----- DATA RECORDS -----

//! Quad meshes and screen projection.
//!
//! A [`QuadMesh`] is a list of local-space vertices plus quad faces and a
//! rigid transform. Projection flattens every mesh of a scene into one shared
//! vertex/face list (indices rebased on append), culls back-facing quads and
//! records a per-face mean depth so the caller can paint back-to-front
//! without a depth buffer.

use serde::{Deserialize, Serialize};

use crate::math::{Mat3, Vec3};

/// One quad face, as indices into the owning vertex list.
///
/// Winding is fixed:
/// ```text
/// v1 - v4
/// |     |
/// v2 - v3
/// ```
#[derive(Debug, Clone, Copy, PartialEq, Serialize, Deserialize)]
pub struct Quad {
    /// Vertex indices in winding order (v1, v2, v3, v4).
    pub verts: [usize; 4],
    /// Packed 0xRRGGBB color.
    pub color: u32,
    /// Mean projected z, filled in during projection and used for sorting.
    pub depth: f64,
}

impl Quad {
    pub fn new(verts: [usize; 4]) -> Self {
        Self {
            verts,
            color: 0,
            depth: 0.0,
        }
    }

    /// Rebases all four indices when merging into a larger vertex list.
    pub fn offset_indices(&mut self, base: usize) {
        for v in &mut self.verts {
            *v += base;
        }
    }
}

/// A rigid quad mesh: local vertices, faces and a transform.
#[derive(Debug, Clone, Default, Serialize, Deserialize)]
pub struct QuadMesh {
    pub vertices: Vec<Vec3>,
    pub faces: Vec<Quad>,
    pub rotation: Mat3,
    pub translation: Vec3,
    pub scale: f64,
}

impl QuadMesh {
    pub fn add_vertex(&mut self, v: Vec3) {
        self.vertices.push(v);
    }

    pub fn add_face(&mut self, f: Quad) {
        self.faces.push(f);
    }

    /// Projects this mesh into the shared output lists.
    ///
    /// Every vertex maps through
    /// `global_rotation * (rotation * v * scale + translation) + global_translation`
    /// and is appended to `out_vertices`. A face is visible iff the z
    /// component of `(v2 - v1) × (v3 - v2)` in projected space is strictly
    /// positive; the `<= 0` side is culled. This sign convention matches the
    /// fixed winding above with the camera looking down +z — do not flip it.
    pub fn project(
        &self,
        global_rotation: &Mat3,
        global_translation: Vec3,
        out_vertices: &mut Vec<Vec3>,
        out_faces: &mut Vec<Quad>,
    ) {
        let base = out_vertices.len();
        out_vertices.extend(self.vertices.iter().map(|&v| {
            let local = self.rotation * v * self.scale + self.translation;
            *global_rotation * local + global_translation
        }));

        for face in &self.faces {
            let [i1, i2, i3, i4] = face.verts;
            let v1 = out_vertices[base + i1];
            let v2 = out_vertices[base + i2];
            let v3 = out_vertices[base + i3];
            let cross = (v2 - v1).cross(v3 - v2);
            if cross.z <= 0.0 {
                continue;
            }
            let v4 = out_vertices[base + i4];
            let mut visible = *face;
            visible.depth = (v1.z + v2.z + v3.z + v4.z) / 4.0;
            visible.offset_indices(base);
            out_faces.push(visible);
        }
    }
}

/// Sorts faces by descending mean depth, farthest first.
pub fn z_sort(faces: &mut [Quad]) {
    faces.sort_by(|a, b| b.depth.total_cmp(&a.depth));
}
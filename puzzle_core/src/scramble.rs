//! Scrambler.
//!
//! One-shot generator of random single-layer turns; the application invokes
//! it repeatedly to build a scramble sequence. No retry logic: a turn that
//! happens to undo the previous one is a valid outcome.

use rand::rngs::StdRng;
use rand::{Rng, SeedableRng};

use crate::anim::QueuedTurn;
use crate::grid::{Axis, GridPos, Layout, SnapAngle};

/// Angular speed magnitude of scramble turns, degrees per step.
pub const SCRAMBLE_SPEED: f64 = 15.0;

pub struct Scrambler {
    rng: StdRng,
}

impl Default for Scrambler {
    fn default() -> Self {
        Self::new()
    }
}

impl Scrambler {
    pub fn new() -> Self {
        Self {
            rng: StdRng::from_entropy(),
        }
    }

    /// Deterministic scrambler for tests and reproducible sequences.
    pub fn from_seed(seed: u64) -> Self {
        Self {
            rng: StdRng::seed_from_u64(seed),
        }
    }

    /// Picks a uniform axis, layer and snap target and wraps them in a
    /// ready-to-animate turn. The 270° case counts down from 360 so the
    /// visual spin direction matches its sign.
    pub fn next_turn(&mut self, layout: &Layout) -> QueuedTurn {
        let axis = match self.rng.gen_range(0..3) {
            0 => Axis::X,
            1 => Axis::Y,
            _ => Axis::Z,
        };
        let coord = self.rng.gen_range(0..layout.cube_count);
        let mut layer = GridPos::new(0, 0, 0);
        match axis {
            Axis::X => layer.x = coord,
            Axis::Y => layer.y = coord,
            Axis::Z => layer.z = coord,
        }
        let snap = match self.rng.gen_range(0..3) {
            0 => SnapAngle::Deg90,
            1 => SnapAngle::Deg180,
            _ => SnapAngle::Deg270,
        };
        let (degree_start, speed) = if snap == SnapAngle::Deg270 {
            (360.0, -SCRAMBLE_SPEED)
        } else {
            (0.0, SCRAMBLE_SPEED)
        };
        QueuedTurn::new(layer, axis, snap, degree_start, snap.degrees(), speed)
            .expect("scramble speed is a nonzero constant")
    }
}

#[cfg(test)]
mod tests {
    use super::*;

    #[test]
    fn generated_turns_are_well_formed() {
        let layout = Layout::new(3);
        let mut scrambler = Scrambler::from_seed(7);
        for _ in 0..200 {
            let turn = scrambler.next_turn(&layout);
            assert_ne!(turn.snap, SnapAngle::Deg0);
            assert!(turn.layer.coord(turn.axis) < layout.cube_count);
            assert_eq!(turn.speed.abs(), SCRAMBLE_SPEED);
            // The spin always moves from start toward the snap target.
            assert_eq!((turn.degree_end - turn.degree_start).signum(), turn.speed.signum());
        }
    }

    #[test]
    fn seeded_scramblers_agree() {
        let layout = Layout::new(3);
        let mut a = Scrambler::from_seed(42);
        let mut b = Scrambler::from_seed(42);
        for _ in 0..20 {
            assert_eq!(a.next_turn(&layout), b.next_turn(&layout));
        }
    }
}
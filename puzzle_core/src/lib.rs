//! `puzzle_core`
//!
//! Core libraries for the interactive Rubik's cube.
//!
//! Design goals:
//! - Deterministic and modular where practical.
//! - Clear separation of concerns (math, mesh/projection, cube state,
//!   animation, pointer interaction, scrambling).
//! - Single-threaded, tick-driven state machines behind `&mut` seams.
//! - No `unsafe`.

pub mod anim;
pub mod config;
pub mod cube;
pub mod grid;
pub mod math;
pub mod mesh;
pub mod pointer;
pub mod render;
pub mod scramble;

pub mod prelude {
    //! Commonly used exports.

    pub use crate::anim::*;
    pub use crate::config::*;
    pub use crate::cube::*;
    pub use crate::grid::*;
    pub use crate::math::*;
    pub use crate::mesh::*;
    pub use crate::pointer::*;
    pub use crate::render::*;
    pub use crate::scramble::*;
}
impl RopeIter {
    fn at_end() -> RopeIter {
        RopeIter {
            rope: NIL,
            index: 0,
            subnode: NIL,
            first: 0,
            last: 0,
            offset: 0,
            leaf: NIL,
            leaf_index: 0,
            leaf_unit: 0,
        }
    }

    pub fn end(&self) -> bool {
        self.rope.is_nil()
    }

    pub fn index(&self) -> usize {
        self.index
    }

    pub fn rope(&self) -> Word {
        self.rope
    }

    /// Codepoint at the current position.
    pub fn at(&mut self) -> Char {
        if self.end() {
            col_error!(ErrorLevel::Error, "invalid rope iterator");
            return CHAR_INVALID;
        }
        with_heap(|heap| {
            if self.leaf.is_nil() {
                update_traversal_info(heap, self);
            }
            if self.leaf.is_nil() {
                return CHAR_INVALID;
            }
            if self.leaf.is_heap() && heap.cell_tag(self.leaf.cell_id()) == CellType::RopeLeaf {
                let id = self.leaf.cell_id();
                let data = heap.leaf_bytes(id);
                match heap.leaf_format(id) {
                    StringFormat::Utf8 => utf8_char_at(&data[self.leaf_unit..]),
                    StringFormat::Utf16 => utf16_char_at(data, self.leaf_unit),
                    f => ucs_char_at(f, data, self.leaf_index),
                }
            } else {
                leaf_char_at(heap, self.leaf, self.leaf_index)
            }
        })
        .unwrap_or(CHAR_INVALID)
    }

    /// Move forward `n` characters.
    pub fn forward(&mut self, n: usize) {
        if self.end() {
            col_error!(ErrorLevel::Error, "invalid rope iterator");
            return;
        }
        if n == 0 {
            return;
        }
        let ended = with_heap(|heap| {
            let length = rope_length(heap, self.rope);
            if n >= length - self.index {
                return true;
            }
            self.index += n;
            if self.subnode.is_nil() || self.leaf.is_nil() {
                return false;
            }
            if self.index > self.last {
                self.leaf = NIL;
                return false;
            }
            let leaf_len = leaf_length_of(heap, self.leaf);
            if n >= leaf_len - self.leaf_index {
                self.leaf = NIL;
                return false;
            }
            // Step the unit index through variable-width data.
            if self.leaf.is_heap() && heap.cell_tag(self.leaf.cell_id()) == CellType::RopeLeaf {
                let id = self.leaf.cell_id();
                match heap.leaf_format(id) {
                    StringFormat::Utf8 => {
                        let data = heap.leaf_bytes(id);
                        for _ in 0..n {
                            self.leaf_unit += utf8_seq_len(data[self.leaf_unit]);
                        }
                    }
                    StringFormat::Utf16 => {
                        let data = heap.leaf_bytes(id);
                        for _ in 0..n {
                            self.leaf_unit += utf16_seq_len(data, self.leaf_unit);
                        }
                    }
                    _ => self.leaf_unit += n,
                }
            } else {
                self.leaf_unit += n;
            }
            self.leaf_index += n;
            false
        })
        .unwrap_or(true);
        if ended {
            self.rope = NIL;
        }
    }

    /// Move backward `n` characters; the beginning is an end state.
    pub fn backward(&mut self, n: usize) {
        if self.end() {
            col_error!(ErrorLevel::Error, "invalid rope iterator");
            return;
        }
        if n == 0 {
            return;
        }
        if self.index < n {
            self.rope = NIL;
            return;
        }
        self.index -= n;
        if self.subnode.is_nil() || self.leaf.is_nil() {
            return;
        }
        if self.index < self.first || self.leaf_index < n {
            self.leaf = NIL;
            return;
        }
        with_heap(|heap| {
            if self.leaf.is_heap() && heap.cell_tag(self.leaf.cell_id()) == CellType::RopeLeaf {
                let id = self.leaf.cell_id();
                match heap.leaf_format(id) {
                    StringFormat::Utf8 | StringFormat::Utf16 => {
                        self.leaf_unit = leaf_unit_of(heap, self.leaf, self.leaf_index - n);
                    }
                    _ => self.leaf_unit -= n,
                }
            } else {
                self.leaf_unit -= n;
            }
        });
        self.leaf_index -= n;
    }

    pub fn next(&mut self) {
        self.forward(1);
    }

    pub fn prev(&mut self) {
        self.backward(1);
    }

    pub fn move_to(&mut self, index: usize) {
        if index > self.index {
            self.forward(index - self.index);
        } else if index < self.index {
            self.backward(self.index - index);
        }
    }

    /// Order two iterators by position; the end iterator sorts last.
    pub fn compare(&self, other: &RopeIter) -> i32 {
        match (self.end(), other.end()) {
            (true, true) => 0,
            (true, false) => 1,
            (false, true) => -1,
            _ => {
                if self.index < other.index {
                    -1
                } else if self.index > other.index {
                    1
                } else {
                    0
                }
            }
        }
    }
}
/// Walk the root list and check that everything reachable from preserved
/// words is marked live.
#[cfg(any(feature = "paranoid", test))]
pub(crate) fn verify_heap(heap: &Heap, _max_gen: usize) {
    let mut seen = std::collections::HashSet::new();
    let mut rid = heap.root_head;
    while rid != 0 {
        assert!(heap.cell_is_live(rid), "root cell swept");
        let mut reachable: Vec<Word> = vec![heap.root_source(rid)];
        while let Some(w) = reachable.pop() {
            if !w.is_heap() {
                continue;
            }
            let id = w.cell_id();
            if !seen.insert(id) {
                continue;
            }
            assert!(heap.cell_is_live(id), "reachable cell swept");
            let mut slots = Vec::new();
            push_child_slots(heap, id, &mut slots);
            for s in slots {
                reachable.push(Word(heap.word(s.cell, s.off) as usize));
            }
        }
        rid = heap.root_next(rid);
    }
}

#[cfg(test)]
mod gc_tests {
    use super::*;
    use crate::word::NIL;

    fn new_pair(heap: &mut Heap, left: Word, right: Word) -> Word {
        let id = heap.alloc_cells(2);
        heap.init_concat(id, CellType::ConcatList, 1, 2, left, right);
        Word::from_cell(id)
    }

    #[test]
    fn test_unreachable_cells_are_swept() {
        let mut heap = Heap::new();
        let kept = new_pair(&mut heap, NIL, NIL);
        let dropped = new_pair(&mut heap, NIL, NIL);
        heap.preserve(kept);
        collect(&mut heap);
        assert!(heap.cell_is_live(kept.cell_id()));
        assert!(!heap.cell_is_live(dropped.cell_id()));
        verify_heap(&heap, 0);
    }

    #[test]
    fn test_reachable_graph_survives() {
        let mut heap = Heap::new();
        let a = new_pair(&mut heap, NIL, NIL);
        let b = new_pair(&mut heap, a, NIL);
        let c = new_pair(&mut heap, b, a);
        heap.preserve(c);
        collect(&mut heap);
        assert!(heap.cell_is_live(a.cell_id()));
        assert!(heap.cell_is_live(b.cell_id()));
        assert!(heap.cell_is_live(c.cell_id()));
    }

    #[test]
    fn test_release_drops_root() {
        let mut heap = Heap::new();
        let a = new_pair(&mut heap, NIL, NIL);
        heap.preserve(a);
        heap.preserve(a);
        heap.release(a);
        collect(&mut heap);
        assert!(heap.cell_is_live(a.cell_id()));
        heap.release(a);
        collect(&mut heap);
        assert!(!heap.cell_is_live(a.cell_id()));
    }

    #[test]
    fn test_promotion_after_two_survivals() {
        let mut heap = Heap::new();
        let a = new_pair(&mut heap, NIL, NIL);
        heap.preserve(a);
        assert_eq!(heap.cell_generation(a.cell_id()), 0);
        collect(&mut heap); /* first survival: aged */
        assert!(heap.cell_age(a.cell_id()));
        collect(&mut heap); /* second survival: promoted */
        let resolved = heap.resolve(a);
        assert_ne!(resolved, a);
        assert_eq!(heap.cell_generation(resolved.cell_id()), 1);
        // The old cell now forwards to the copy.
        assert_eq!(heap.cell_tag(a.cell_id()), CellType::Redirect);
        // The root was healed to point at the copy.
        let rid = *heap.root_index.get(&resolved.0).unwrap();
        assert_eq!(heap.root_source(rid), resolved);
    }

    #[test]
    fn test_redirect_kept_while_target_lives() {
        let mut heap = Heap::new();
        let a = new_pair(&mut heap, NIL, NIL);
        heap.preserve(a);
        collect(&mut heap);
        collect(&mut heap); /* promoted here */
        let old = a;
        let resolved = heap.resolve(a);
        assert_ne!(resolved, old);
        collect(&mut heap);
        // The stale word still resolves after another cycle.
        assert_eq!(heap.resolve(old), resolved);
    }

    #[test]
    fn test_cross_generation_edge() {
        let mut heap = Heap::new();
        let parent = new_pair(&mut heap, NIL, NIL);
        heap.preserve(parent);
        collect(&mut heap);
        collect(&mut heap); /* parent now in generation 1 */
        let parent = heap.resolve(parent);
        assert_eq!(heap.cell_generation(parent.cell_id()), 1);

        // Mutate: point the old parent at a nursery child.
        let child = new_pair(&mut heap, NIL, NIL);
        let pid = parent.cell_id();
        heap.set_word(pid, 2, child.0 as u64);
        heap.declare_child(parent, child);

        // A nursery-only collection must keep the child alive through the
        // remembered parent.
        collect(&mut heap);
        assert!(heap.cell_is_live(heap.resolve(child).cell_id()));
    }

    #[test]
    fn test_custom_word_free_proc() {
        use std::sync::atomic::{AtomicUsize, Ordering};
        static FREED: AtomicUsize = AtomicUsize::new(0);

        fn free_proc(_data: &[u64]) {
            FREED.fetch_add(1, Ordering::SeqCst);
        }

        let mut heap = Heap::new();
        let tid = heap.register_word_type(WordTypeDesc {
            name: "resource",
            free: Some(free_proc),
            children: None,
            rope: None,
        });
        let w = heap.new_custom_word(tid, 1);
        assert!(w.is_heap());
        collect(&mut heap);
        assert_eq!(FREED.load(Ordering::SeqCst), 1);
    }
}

-----

--- ABOUT THIS EXERCISE ---
Look above for the line that contains "pub fn backward(&mut". Starting there, transcribe every line exactly until you have copied the line that contains "self.forward(index - self.index);".

--- ANSWER AREA ---
    pub fn backward(&mut self, n: usize) {
        if self.end() {
            col_error!(ErrorLevel::Error, "invalid rope iterator");
            return;
        }
        if n == 0 {
            return;
        }
        if self.index < n {
            self.rope = NIL;
            return;
        }
        self.index -= n;
        if self.subnode.is_nil() || self.leaf.is_nil() {
            return;
        }
        if self.index < self.first || self.leaf_index < n {
            self.leaf = NIL;
            return;
        }
        with_heap(|heap| {
            if self.leaf.is_heap() && heap.cell_tag(self.leaf.cell_id()) == CellType::RopeLeaf {
                let id = self.leaf.cell_id();
                match heap.leaf_format(id) {
                    StringFormat::Utf8 | StringFormat::Utf16 => {
                        self.leaf_unit = leaf_unit_of(heap, self.leaf, self.leaf_index - n);
                    }
                    _ => self.leaf_unit -= n,
                }
            } else {
                self.leaf_unit -= n;
            }
        });
        self.leaf_index -= n;
    }

    pub fn next(&mut self) {
        self.forward(1);
    }

    pub fn prev(&mut self) {
        self.backward(1);
    }

    pub fn move_to(&mut self, index: usize) {
        if index > self.index {
            self.forward(index - self.index);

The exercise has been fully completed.